Weak Archimedean property instead of Archimedean property

Question

We say that a sequence $(z_n)$ of real numbers is a modulated Cauchy sequence, whenever there exists a function $\alpha:\mathbb{N} \rightarrow \mathbb{N}$ such that: $$ |z_i-z_j| \le \frac{1}{k} \quad \forall k \ \forall i,j \ge \alpha(k) . $$ Suppose $(b_n)$ is a sequence of real numbers such that for all $n \in \mathbb{N}$, $|b_{n+1}-b_n| \le \left(\frac{1}{2}\right)^n|x|$ for some $x \in \mathbb{R}$.

I want to constructively prove that $(b_n)$ is a modulated Cauchy sequence, without using the axiom of countable choice. I proved this, using the Archimedean property for real numbers; Here is my proof:

By assumption, for all $n \in \mathbb{N}$, $|b_{n+1}-b_n| \le \left(\frac{1}{2}\right)^n|x|$. By Archimedean property, choose a natural number $l$ such that $|x| < l$. Let $i,j \ge 2lk$. put $n=\min\{i,j\}$, $m=\max\{i,j\}$. We have $$ \begin{split} |b_i-b_j| & =|b_m-b_n| \\ & \le |b_m-b_{m-1}|+|b_{m-1}-b_{m-2}|+\dots+|b_{n+1}-b_n| \\ & \le |x|\left(\frac{1}{2}\right)^{m-1}+|x|\left(\frac{1}{2}\right)^{m-2}+\dots+|x|\left(\frac{1}{2}\right)^{n} \\ & =|x|\frac{1+2+2^2+2^3+\dots+2^{m-1-n}}{2^{m-1}} \\ & =|x|\frac{2^{m-n}-1}{2^{m-1}} =|x|\left(2^{1-n}-\frac{1}{2^{m-1}}\right) \\ & \le l \cdot 2^{1-n} \le l \cdot 2^{1-2lk} \le l \cdot \left(\frac{2}{2^{2lk}}\right) \le l \cdot \left(\frac{2}{2lk}\right) \le \frac{1}{k} \text.\\ \end{split} $$ So $\alpha: \mathbb{N} \to \mathbb{N}$ by $\alpha(k)=2lk$ for all $k \in \mathbb{N}$, is a modulus for $(b_n)$.

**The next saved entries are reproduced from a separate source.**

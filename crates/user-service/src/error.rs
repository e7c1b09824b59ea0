//! Conversions from user-service errors into API responses.

use common::ApiError;

use crate::password::PasswordError;
use crate::tokens::TokenError;

impl From<PasswordError> for ApiError {
    fn from(err: PasswordError) -> Self {
        ApiError::internal(err)
    }
}

/// Maps token failures for endpoints that authenticate the caller.
///
/// `/verify/{token}` reports the same failures as 400 instead; see
/// [`verification_error`].
impl From<TokenError> for ApiError {
    fn from(err: TokenError) -> Self {
        match err {
            TokenError::Expired | TokenError::Invalid => ApiError::Unauthorized(err.to_string()),
            TokenError::WrongKind { .. } => ApiError::Unauthorized("Invalid token type".to_string()),
            TokenError::Encoding(_) => ApiError::internal(err),
        }
    }
}

/// Token failures on the email verification link are client errors.
pub fn verification_error(err: TokenError) -> ApiError {
    match err {
        TokenError::Expired | TokenError::Invalid | TokenError::WrongKind { .. } => {
            ApiError::BadRequest(err.to_string())
        }
        TokenError::Encoding(_) => ApiError::internal(err),
    }
}
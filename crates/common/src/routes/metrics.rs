//! Prometheus metrics endpoint.

use axum::extract::State;
use axum::http::StatusCode;
use axum::http::header::CONTENT_TYPE;
use axum::response::IntoResponse;
use metrics_exporter_prometheus::PrometheusHandle;

/// GET /metrics — returns Prometheus-formatted metrics.
pub async fn get(State(handle): State<PrometheusHandle>) -> impl IntoResponse {
    (
        StatusCode::OK,
        [(CONTENT_TYPE, "text/plain; version=0.0.4; charset=utf-8")],
        handle.render(),
    )
}
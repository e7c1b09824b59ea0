//! Cart service entry point.

use std::sync::Arc;

use cart_service::{CartServiceConfig, HttpBookCatalog, PostgresCartStore};
use common::HttpAuthenticator;
use common::telemetry::{init_tracing, metrics_handle};
use secrecy::ExposeSecret;
use sqlx::postgres::PgPoolOptions;

#[tokio::main]
async fn main() -> Result<(), Box<dyn std::error::Error>> {
    // 1. Load configuration
    common::config::load_dotenv();
    let config = CartServiceConfig::from_env()?;

    // 2. Initialize tracing and metrics
    init_tracing(&config.server);
    let metrics_handle = metrics_handle();

    // 3. Connect to the database and apply migrations
    let pool = PgPoolOptions::new()
        .connect(config.database_url.expose_secret())
        .await?;
    let store = PostgresCartStore::new(pool);
    store.run_migrations().await?;
    tracing::info!("database migrations applied");

    // 4. Wire the upstream services
    let client = reqwest::Client::new();
    let authenticator = Arc::new(HttpAuthenticator::new(
        client.clone(),
        config.auth_endpoint.clone(),
    ));
    let catalog = HttpBookCatalog::new(client, config.book_service_url.clone());
    tracing::info!(book_service_url = %config.book_service_url, "book catalog configured");

    // 5. Build the application and start the server
    let app = cart_service::create_app(
        cart_service::create_state(store, catalog),
        authenticator,
        metrics_handle,
    );
    common::server::serve(&config.server, app).await?;
    Ok(())
}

My question is, is it necessary to use Archimedean property? I wonder what happens if we substitute Archimedean property with weak Archimedean property that is: $$ \forall x \in \mathbb{R} \neg \neg \exists l \in \mathbb{N} \ x<l $$

My motivation for considering weak Archimedean property instead of Archimedean property is that $\mathbb{R}^e$ ("extended real numbers" or "classical real numbers") described by Troelstra and van Dalen in the book "Constructivism in mathematics", is weakly Archimedean but is not Archimedean.

Answer 1

The Archimedean property in its stronger form is in fact necessary. To see this, consider any real number $ x $ (in your favorite system of real numbers $ \mathbb R $). Let $ b _ n = \frac { | x | } { 2 ^ { n - 1 } } $ for all natural numbers $ n $. Then you have $ b _ n - b _ { n + 1 } = \frac { | x | } { 2 ^ n } $, and therefore $ ( b _ n ) $ is asymptotically regular (see Paulo Oliva's comment). Now, note that if $ ( b _ n ) $ is a Cauchy sequence (regardless of having a modulus), then there is a positive integer $ N $ such that $ b _ N - b _ { N + 1 } \le 1 $, or equivalently $ | x | \le 2 ^ N $. Hence, if every asymptotically regular sequence in $ \mathbb R $ is Cauchy, then $ \mathbb R $ satisfies the stronger form of the Archimedean property.

Answer 2

By the double negation translation, when you replace the assumption $\forall x \exists l (x < l)$ by the weaker $\forall x \neg \neg \exists l (x < l)$, then you should still be able to derive the double negation of the conclusion, i.e., $\neg \neg \forall k \forall i, j \geq \alpha(k) (|z_i - z_j| \leq 1/k)$. In intuitionistic logic one always has $\neg \neg \forall a A(a) \to \forall a \neg \neg A(a)$, so you would actually also have $\forall k \forall i, j \geq \alpha(k) \neg \neg (|z_i - z_j| \leq 1/k)$. If, moreover, you dig into the representation of the reals by sequences of rationals, you'll see that the inequality $|z_i - z_j| \leq 1/k$ is also a universal statement ($\Pi^0_1$). So, intuitionistically it would also be acceptable (via "realizability" interpretation) to conclude the original statement $\forall k \forall i, j \geq \alpha(k) (|z_i - z_j| \leq 1/k)$.